In this section of the notebook, we will pre process the Dolly dataset. The `databricks/databricks-dolly-15k` is an open source dataset of instruction-following records generated by thousands of Databricks employees in several of the behavioral categories outlined in the InstructGPT paper, including brainstorming, classification, closed QA, generation, information extraction, open QA, and summarization. This dataset contains the `instruction` and the `context`. However, for some of the categories for example open QA, the context is not provided. To make this consistent, we will add the context in a new line within the instruction field so that we can have the Foundation Models (FMs) consistently evaluate all content without having empty contexts in some of the calls.

In [None]:
ds_id: str = "databricks/databricks-dolly-15k"
ds_split: str = "train"
# Take a random subset of the dataframe, adjust the value of `N` below as appropriate.
# size of random subset of the data
ds_N: int = 100

In [None]:
dataset = load_hf_ds_subset(ds_id, ds_split, ds_N)

In [None]:
# convert the dataset to a dataframe, for print it out and easy conversion to jsonl
df = pd.DataFrame(dataset)
df.head(10)

In [None]:
print(f"dataset shape before random subset = {df.shape}")
df = df.sample(n=ds_N)
print(f"dataset shape before random subset = {df.shape}")

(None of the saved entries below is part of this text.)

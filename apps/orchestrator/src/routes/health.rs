use axum::{extract::State, Json};
use serde_json::{json, Value};

use crate::state::AppState;

/// GET /health
/// Returns service status, version and the active selection strategy.
pub async fn health_handler(State(state): State<AppState>) -> Json<Value> {
    Json(json!({
        "status": "ok",
        "version": env!("CARGO_PKG_VERSION"),
        "service": "llm-orchestrator",
        "strategy": state.config.active_strategy,
        "persistent_store": state.config.database_url.is_some()
    }))
}
//! In-memory storage implementation of the store driver.
//!
//! Documents are kept per collection in insertion order behind an async-aware read-write lock.

use std::{cmp::Ordering, collections::HashMap, sync::Arc};

use async_trait::async_trait;
use bson::{Bson, Document, oid::ObjectId};
use mea::rwlock::RwLock;

use docmap_core::{
    driver::{CollectionDescriptor, StoreDriver, StoreDriverBuilder},
    error::{DocumentStoreError, DocumentStoreResult},
    options::{FindOptions, SortDirection},
};

use crate::evaluator::{DocumentEvaluator, Comparable, apply_update, compare_at, project};

type CollectionList = Vec<Document>;
type StoreMap = HashMap<String, CollectionList>;

const PRIMARY_ID: &str = "_id";


/// Thread-safe in-memory document store driver.
///
/// This struct implements [`StoreDriver`] entirely in memory. Documents keep their insertion
/// order, which is the natural order returned by unsorted finds. Inserting a document without
/// an `_id` assigns a fresh [`ObjectId`], mirroring what a real document database does.
///
/// # Thread Safety
///
/// `InMemoryStore` is cloneable and uses an `Arc`-wrapped internal state, allowing it to be
/// safely shared across async tasks. Multiple clones of the same instance share the same
/// underlying data.
///
/// # Performance
///
/// Every operation scans the whole collection. This is intended for development and tests.
///
/// # Example
///
/// ```ignore
/// use docmap_memory::InMemoryStore;
/// use docmap::driver::StoreDriver;
/// use bson::doc;
///
/// #[tokio::main]
/// async fn main() -> Result<(), Box<dyn std::error::Error>> {
///     let store = InMemoryStore::new();
///
///     let id = store.insert_one("users", doc! { "usr_name": "ann" }).await?;
///     assert_eq!(store.count("users", doc! { "_id": id }).await?, 1);
///
///     Ok(())
/// }
/// ```
#[derive(Default, Clone, Debug)]
pub struct InMemoryStore {
    /// collection_name -> documents in insertion order
    store: Arc<RwLock<StoreMap>>,
}

impl InMemoryStore {
    /// Creates a new empty in-memory store.
    pub fn new() -> Self {
        Self {
            store: Arc::new(RwLock::new(StoreMap::new())),
        }
    }

    /// Creates a builder for constructing an `InMemoryStore`.
    pub fn builder() -> InMemoryStoreBuilder {
        InMemoryStoreBuilder::default()
    }

    async fn matching(&self, collection: &str, filter: &Document) -> DocumentStoreResult<Vec<Document>> {
        let store = self.store.read().await;

        match store.get(collection) {
            Some(documents) => DocumentEvaluator::filter_documents(documents.iter(), filter),
            None => Ok(vec![]),
        }
    }
}


#[async_trait]
impl StoreDriver for InMemoryStore {
    async fn count(&self, collection: &str, filter: Document) -> DocumentStoreResult<u64> {
        Ok(self.matching(collection, &filter).await?.len() as u64)
    }

    async fn delete_many(&self, collection: &str, filter: Document) -> DocumentStoreResult<u64> {
        let mut store = self.store.write().await;
        let documents = match store.get_mut(collection) {
            Some(documents) => documents,
            None => return Ok(0),
        };

        // Evaluate everything first so a bad filter deletes nothing
        let doomed = documents
            .iter()
            .map(|document| DocumentEvaluator::new(document).matches(&filter))
            .collect::<DocumentStoreResult<Vec<bool>>>()?;
        let deleted = doomed.iter().filter(|d| **d).count() as u64;

        let mut doomed = doomed.into_iter();
        documents.retain(|_| !doomed.next().unwrap_or(false));

        Ok(deleted)
    }

    async fn insert_one(&self, collection: &str, document: Document) -> DocumentStoreResult<Bson> {
        let mut store = self.store.write().await;
        let documents = store
            .entry(collection.to_string())
            .or_default();

        let (id, document) = match document.get(PRIMARY_ID).cloned() {
            Some(id) => (id, document),
            None => {
                let id = Bson::ObjectId(ObjectId::new());
                let mut assigned = Document::new();
                assigned.insert(PRIMARY_ID, id.clone());
                for (field, value) in document {
                    assigned.insert(field, value);
                }
                (id, assigned)
            }
        };

        let exists = documents.iter().any(|existing| {
            existing
                .get(PRIMARY_ID)
                .map(Comparable::from)
                == Some(Comparable::from(&id))
        });

        if exists {
            return Err(DocumentStoreError::DocumentAlreadyExists(id.to_string(), collection.to_string()));
        }

        documents.push(document);

        Ok(id)
    }

    async fn find(
        &self,
        collection: &str,
        filter: Document,
        options: FindOptions,
    ) -> DocumentStoreResult<Vec<Document>> {
        let mut documents = self.matching(collection, &filter).await?;

        // Stable sort, so ties keep insertion order
        if !options.sort.is_empty() {
            documents.sort_by(|a, b| {
                options.sort
                    .iter()
                    .map(|sort| {
                        let ordering = compare_at(a, b, &sort.field);
                        match sort.direction {
                            SortDirection::Asc => ordering,
                            SortDirection::Desc => ordering.reverse(),
                        }
                    })
                    .find(|ordering| ordering.is_ne())
                    .unwrap_or(Ordering::Equal)
            });
        }

        Ok(
            documents
                .into_iter()
                .skip(options.skip.unwrap_or(0))
                .take(options.limit.unwrap_or(usize::MAX))
                .map(|document| match &options.projection {
                    Some(projection) => project(document, projection),
                    None => document,
                })
                .collect()
        )
    }

    async fn find_one(
        &self,
        collection: &str,
        filter: Document,
        options: FindOptions,
    ) -> DocumentStoreResult<Option<Document>> {
        Ok(
            self.find(collection, filter, FindOptions { limit: Some(1), ..options })
                .await?
                .into_iter()
                .next()
        )
    }

    async fn update_many(
        &self,
        collection: &str,
        filter: Document,
        update: Document,
    ) -> DocumentStoreResult<u64> {
        let mut store = self.store.write().await;
        let documents = match store.get_mut(collection) {
            Some(documents) => documents,
            None => return Ok(0),
        };

        let mut modified = 0;

        for document in documents.iter_mut() {
            if !DocumentEvaluator::new(document).matches(&filter)? {
                continue;
            }

            // Work on a copy so a failing operator leaves the stored document untouched
            let mut updated = document.clone();
            if apply_update(&mut updated, &update)? {
                *document = updated;
                modified += 1;
            }
        }

        Ok(modified)
    }

    async fn list_collections(&self, name: &str) -> DocumentStoreResult<Vec<CollectionDescriptor>> {
        Ok(
            self.store
                .read()
                .await
                .keys()
                .filter(|collection| collection.as_str() == name)
                .map(CollectionDescriptor::new)
                .collect()
        )
    }

    async fn drop_collection(&self, collection: &str) -> DocumentStoreResult<()> {
        // Dropping a missing collection is a no-op, as in document databases
        self.store
            .write()
            .await
            .remove(collection);

        Ok(())
    }
}


/// Builder for constructing [`InMemoryStore`] instances.
///
/// # Example
///
/// ```ignore
/// use docmap_memory::InMemoryStore;
/// use docmap::driver::StoreDriverBuilder;
///
/// #[tokio::main]
/// async fn main() {
///     let store = InMemoryStore::builder().build().await.unwrap();
/// }
/// ```
#[derive(Default)]
pub struct InMemoryStoreBuilder;

#[async_trait]
impl StoreDriverBuilder for InMemoryStoreBuilder {
    type Driver = InMemoryStore;

    /// Builds and returns a new [`InMemoryStore`] instance.
    ///
    /// This always succeeds and returns a freshly initialized store.
    async fn build(self) -> DocumentStoreResult<Self::Driver> {
        Ok(InMemoryStore::new())
    }
}
//! Filter evaluation and update application for in-memory documents.
//!
//! Filters use the familiar document syntax: `{ field: value }` for equality,
//! `{ field: { "$op": operand } }` for comparisons, and `$and` / `$or` / `$nor` for
//! composition. Dotted field paths reach into nested documents.

use std::{cmp::Ordering, collections::HashMap};

use bson::{Bson, Document, datetime::DateTime, oid::ObjectId};

use docmap_core::error::{DocumentStoreError, DocumentStoreResult};


/// Type-erased, comparable representation of BSON values.
///
/// Numeric types are normalized to f64 so that `1`, `1i64` and `1.0` compare equal. Every other
/// BSON type is kept as [`Comparable::Other`], which only equals an identical value and has no
/// ordering.
#[derive(Debug)]
pub(crate) enum Comparable<'a> {
    Null,
    Bool(bool),
    Number(f64),
    DateTime(DateTime),
    String(&'a str),
    ObjectId(ObjectId),
    Array(Vec<Comparable<'a>>),
    Map(HashMap<&'a str, Comparable<'a>>),
    Other(&'a Bson),
}

impl<'a> From<&'a Bson> for Comparable<'a> {
    fn from(bson: &'a Bson) -> Self {
        match bson {
            Bson::Null => Comparable::Null,
            Bson::Boolean(value) => Comparable::Bool(*value),
            Bson::Int32(value) => Comparable::Number(*value as f64),
            Bson::Int64(value) => Comparable::Number(*value as f64),
            Bson::Double(value) => Comparable::Number(*value),
            Bson::DateTime(value) => Comparable::DateTime(*value),
            Bson::String(value) => Comparable::String(value),
            Bson::ObjectId(value) => Comparable::ObjectId(*value),
            Bson::Array(arr) => Comparable::Array(
                arr
                    .iter()
                    .map(Comparable::from)
                    .collect::<Vec<_>>()
            ),
            Bson::Document(doc) => Comparable::Map(
                doc
                    .iter()
                    .map(|(k, v)| (k.as_str(), Comparable::from(v)))
                    .collect::<HashMap<_, _>>()
            ),
            other => Comparable::Other(other),
        }
    }
}

impl<'a> PartialEq for Comparable<'a> {
    fn eq(&self, other: &Self) -> bool {
        match (self, other) {
            (Comparable::Null, Comparable::Null) => true,
            (Comparable::Bool(a), Comparable::Bool(b)) => a == b,
            (Comparable::Number(a), Comparable::Number(b)) => a == b,
            (Comparable::DateTime(a), Comparable::DateTime(b)) => a == b,
            (Comparable::String(a), Comparable::String(b)) => a == b,
            (Comparable::ObjectId(a), Comparable::ObjectId(b)) => a == b,
            (Comparable::Array(a), Comparable::Array(b)) => a == b,
            (Comparable::Map(a), Comparable::Map(b)) => a == b,
            (Comparable::Other(a), Comparable::Other(b)) => a == b,
            _ => false,
        }
    }
}

impl<'a> PartialOrd for Comparable<'a> {
    fn partial_cmp(&self, other: &Self) -> Option<Ordering> {
        match (self, other) {
            (Comparable::Bool(a), Comparable::Bool(b)) => a.partial_cmp(b),
            (Comparable::Number(a), Comparable::Number(b)) => a.partial_cmp(b),
            (Comparable::DateTime(a), Comparable::DateTime(b)) => a.partial_cmp(b),
            (Comparable::String(a), Comparable::String(b)) => a.partial_cmp(b),
            (Comparable::ObjectId(a), Comparable::ObjectId(b)) => a.partial_cmp(b),
            _ => None,
        }
    }
}

/// Resolves a dotted path inside a document.
pub(crate) fn lookup<'a>(document: &'a Document, path: &str) -> Option<&'a Bson> {
    let mut current = document;
    let mut segments = path.split('.').peekable();

    while let Some(segment) = segments.next() {
        let value = current.get(segment)?;

        if segments.peek().is_none() {
            return Some(value);
        }

        current = value.as_document()?;
    }

    None
}

/// Compares the values found at `path` in two documents, treating a missing value as null.
pub(crate) fn compare_at(left: &Document, right: &Document, path: &str) -> Ordering {
    let left = lookup(left, path)
        .map(Comparable::from)
        .unwrap_or(Comparable::Null);
    let right = lookup(right, path)
        .map(Comparable::from)
        .unwrap_or(Comparable::Null);

    match (&left, &right) {
        (Comparable::Null, Comparable::Null) => Ordering::Equal,
        (Comparable::Null, _) => Ordering::Less,
        (_, Comparable::Null) => Ordering::Greater,
        _ => left.partial_cmp(&right).unwrap_or(Ordering::Equal),
    }
}

pub(crate) struct DocumentEvaluator<'a> {
    document: &'a Document,
}

impl<'a> DocumentEvaluator<'a> {
    pub fn new(document: &'a Document) -> Self {
        Self { document }
    }

    /// Returns `true` if the document satisfies every clause of `filter`.
    pub fn matches(&self, filter: &Document) -> DocumentStoreResult<bool> {
        for (key, condition) in filter {
            let satisfied = match key.as_str() {
                "$and" => self.sub_filters(key, condition)?.iter().all(|m| *m),
                "$or" => self.sub_filters(key, condition)?.iter().any(|m| *m),
                "$nor" => !self.sub_filters(key, condition)?.iter().any(|m| *m),
                op if op.starts_with('$') => {
                    return Err(DocumentStoreError::Backend(format!("unsupported filter operator {op}")));
                }
                field => self.matches_field(field, condition)?,
            };

            if !satisfied {
                return Ok(false);
            }
        }

        Ok(true)
    }

    pub fn filter_documents(
        documents: impl IntoIterator<Item = &'a Document>,
        filter: &Document,
    ) -> DocumentStoreResult<Vec<Document>> {
        let mut matched = Vec::new();

        for document in documents {
            if DocumentEvaluator::new(document).matches(filter)? {
                matched.push(document.clone());
            }
        }

        Ok(matched)
    }

    fn sub_filters(&self, op: &str, condition: &Bson) -> DocumentStoreResult<Vec<bool>> {
        let filters = condition
            .as_array()
            .ok_or_else(|| DocumentStoreError::Backend(format!("{op} expects an array of filters")))?;

        filters
            .iter()
            .map(|filter| match filter {
                Bson::Document(filter) => self.matches(filter),
                _ => Err(DocumentStoreError::Backend(format!("{op} expects an array of filters"))),
            })
            .collect()
    }

    fn matches_field(&self, field: &str, condition: &Bson) -> DocumentStoreResult<bool> {
        let value = lookup(self.document, field);

        let operators = match condition {
            Bson::Document(operators) if operators.keys().all(|k| k.starts_with('$')) && !operators.is_empty() => operators,
            _ => return Ok(equals(value, condition)),
        };

        for (op, operand) in operators {
            let satisfied = match op.as_str() {
                "$eq" => equals(value, operand),
                "$ne" => !equals(value, operand),
                "$gt" => compare(value, operand, |o| o == Ordering::Greater),
                "$gte" => compare(value, operand, |o| o != Ordering::Less),
                "$lt" => compare(value, operand, |o| o == Ordering::Less),
                "$lte" => compare(value, operand, |o| o != Ordering::Greater),
                "$in" => in_list(op, value, operand)?,
                "$nin" => !in_list(op, value, operand)?,
                "$exists" => value.is_some() == is_truthy(operand),
                _ => {
                    return Err(DocumentStoreError::Backend(format!("unsupported filter operator {op}")));
                }
            };

            if !satisfied {
                return Ok(false);
            }
        }

        Ok(true)
    }
}

/// Equality with array semantics: an array field matches if it equals the target or any of its
/// elements does. A missing field matches `null`.
fn equals(value: Option<&Bson>, target: &Bson) -> bool {
    let target = Comparable::from(target);

    match value {
        None => target == Comparable::Null,
        Some(array @ Bson::Array(items)) => {
            Comparable::from(array) == target
                || items.iter().any(|item| Comparable::from(item) == target)
        }
        Some(value) => Comparable::from(value) == target,
    }
}

fn compare(value: Option<&Bson>, operand: &Bson, accept: impl Fn(Ordering) -> bool) -> bool {
    let Some(value) = value else {
        return false;
    };

    Comparable::from(value)
        .partial_cmp(&Comparable::from(operand))
        .is_some_and(accept)
}

fn in_list(op: &str, value: Option<&Bson>, operand: &Bson) -> DocumentStoreResult<bool> {
    let candidates = operand
        .as_array()
        .ok_or_else(|| DocumentStoreError::Backend(format!("{op} expects an array")))?;

    Ok(candidates.iter().any(|candidate| equals(value, candidate)))
}

pub(crate) fn is_truthy(value: &Bson) -> bool {
    match value {
        Bson::Boolean(b) => *b,
        Bson::Int32(n) => *n != 0,
        Bson::Int64(n) => *n != 0,
        Bson::Double(n) => *n != 0.0,
        Bson::Null => false,
        _ => true,
    }
}

/// Applies an update-operator document to `document`, returning whether anything changed.
///
/// Supports `$set`, `$unset` and `$inc`. Dotted field names address nested documents, and `$set`
/// or `$inc` create missing intermediate documents.
pub(crate) fn apply_update(document: &mut Document, update: &Document) -> DocumentStoreResult<bool> {
    if update.is_empty() || !update.keys().all(|k| k.starts_with('$')) {
        return Err(DocumentStoreError::Backend(
            "update document must contain only update operators".to_string(),
        ));
    }

    let mut changed = false;

    for (op, fields) in update {
        let fields = fields
            .as_document()
            .ok_or_else(|| DocumentStoreError::Backend(format!("{op} expects a document")))?;

        for (field, operand) in fields {
            match op.as_str() {
                "$set" => {
                    if lookup(document, field) != Some(operand) {
                        set_path(document, field, operand.clone())?;
                        changed = true;
                    }
                }
                "$unset" => {
                    changed |= unset_path(document, field);
                }
                "$inc" => {
                    let incremented = increment(lookup(document, field), operand)?;
                    set_path(document, field, incremented)?;
                    changed = true;
                }
                _ => {
                    return Err(DocumentStoreError::Backend(format!("unsupported update operator {op}")));
                }
            }
        }
    }

    Ok(changed)
}

fn set_path(document: &mut Document, path: &str, value: Bson) -> DocumentStoreResult<()> {
    let Some((head, rest)) = path.split_once('.') else {
        document.insert(path, value);
        return Ok(());
    };

    if !document.contains_key(head) {
        document.insert(head, Document::new());
    }

    match document.get_mut(head) {
        Some(Bson::Document(inner)) => set_path(inner, rest, value),
        _ => Err(DocumentStoreError::Backend(format!(
            "cannot create field {rest} inside non-document field {head}"
        ))),
    }
}

fn unset_path(document: &mut Document, path: &str) -> bool {
    match path.split_once('.') {
        None => document.remove(path).is_some(),
        Some((head, rest)) => match document.get_mut(head) {
            Some(Bson::Document(inner)) => unset_path(inner, rest),
            _ => false,
        },
    }
}

/// Adds `by` to `current`. An `i32` sum that overflows is widened to `i64`; an `i64` overflow is
/// an error.
fn increment(current: Option<&Bson>, by: &Bson) -> DocumentStoreResult<Bson> {
    Ok(match (current, by) {
        (None, by) => by.clone(),
        (Some(Bson::Int32(a)), Bson::Int32(b)) => match a.checked_add(*b) {
            Some(sum) => Bson::Int32(sum),
            None => Bson::Int64(*a as i64 + *b as i64),
        },
        (Some(Bson::Int64(a)), Bson::Int64(b)) => Bson::Int64(checked_i64(*a, *b)?),
        (Some(Bson::Int32(a)), Bson::Int64(b)) => Bson::Int64(checked_i64(*a as i64, *b)?),
        (Some(Bson::Int64(a)), Bson::Int32(b)) => Bson::Int64(checked_i64(*a, *b as i64)?),
        (Some(Bson::Double(a)), Bson::Double(b)) => Bson::Double(a + b),
        (Some(Bson::Double(a)), Bson::Int32(b)) => Bson::Double(a + *b as f64),
        (Some(Bson::Double(a)), Bson::Int64(b)) => Bson::Double(a + *b as f64),
        (Some(Bson::Int32(a)), Bson::Double(b)) => Bson::Double(*a as f64 + b),
        (Some(Bson::Int64(a)), Bson::Double(b)) => Bson::Double(*a as f64 + b),
        _ => {
            return Err(DocumentStoreError::Backend("$inc requires numeric values".to_string()));
        }
    })
}

fn checked_i64(a: i64, b: i64) -> DocumentStoreResult<i64> {
    a.checked_add(b)
        .ok_or_else(|| DocumentStoreError::Backend(format!("$inc overflows a 64-bit integer ({a} + {b})")))
}

/// Applies an inclusion or exclusion projection.
///
/// `_id` is kept unless it is explicitly excluded.
pub(crate) fn project(document: Document, projection: &Document) -> Document {
    if projection.is_empty() {
        return document;
    }

    let inclusive = projection
        .iter()
        .any(|(field, flag)| field != "_id" && is_truthy(flag));

    document
        .into_iter()
        .filter(|(field, _)| match projection.get(field) {
            Some(flag) => is_truthy(flag),
            None => !inclusive || field == "_id",
        })
        .collect()
}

#### Merge the instruction and context
---

Now, we will add the context as a new line to the instruction column in the dataset.

In [None]:
# 1. Append context to instruction only if context is not empty
df["instruction"] = df.apply(
    lambda row: row["instruction"] + "\n" + row["context"] 
                if isinstance(row["context"], str) and row["context"].strip() != "" 
                else row["instruction"],
    axis=1
)
df.drop(columns=["context"], inplace=True)
df.head(10)

In [None]:
logger.info(f"Preprocessed and loaded the dolly dataset. Going to load the jsonl line in the s3 bucket")
jsonl_content = df.to_json(orient='records', lines=True)
print(jsonl_content[:1000])

In [None]:
bucket: str = config['s3_read_data']['read_bucket']
prefix: str = config['s3_read_data']['source_data_prefix']
file_name: str = f"{ds_id}.jsonl"
write_to_s3(jsonl_content, bucket, prefix, "", file_name)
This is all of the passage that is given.